• _AIM OF THE EXERCISE_: Return exactly the listing's lines, from its first line to the line holding "paths, sometimes truncated", ends included.

════

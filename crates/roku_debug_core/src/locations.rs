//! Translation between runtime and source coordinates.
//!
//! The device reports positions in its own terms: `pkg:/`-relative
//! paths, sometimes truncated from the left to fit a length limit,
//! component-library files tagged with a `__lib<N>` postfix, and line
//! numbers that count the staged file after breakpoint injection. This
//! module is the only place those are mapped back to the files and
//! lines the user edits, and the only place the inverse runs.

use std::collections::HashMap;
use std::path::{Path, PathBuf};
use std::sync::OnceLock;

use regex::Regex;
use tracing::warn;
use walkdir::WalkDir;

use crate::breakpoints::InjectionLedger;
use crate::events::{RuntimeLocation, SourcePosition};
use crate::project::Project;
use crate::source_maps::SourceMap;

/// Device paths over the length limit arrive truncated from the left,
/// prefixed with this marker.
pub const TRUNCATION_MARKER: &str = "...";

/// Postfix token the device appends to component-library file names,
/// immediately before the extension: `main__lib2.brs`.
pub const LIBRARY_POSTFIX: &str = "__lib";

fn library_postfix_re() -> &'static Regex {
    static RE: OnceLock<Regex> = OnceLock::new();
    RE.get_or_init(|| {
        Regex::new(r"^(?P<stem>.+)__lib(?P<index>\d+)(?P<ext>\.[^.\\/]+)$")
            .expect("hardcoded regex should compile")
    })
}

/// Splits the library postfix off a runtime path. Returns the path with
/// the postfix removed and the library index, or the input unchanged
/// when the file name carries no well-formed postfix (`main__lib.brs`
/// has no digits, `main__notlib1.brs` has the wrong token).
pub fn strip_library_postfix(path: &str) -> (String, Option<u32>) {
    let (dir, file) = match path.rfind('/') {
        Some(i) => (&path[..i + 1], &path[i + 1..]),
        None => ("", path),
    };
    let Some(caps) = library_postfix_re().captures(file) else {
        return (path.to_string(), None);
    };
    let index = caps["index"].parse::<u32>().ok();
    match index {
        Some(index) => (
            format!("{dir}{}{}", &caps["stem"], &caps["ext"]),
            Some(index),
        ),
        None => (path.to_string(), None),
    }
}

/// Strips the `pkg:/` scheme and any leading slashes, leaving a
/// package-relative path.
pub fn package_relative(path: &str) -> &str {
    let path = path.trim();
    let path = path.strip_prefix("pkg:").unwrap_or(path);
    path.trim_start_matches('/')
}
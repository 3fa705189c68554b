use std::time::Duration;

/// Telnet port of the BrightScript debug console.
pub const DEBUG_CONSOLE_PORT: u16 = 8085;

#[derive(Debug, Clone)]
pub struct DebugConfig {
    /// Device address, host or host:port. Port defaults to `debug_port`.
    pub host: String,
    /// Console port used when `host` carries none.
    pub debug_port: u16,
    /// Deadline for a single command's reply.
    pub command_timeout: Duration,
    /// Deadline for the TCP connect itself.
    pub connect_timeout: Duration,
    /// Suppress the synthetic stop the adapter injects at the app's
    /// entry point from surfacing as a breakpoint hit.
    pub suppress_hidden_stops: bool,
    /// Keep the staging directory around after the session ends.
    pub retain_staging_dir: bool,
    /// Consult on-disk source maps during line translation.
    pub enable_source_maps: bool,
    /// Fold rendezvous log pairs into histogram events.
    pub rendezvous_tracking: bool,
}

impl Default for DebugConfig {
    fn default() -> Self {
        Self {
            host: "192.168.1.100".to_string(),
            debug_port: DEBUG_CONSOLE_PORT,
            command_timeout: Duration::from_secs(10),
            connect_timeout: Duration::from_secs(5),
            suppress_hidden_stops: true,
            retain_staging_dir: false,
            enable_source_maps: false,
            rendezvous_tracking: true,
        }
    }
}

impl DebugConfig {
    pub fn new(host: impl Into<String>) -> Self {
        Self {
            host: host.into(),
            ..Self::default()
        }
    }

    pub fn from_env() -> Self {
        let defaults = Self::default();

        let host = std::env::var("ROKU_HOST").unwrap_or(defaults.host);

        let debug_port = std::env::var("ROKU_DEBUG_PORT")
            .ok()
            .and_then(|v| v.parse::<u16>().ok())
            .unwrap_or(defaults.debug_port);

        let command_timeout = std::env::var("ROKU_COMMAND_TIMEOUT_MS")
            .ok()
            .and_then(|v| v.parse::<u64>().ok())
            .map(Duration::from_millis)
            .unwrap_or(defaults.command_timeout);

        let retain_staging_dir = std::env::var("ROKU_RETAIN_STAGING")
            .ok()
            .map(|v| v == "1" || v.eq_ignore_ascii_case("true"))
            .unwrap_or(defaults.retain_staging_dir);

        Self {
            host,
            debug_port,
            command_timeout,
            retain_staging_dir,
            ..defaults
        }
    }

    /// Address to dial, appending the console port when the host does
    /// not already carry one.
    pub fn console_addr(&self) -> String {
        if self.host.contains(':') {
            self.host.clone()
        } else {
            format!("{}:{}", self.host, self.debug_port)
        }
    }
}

════

• _SOLVED PROBLEM_:
filename crates/roku_debug_core/src/locations.rs
//! Translation between runtime and source coordinates.
//!
//! The device reports positions in its own terms: `pkg:/`-relative
//! paths, sometimes truncated from the left to fit a length limit,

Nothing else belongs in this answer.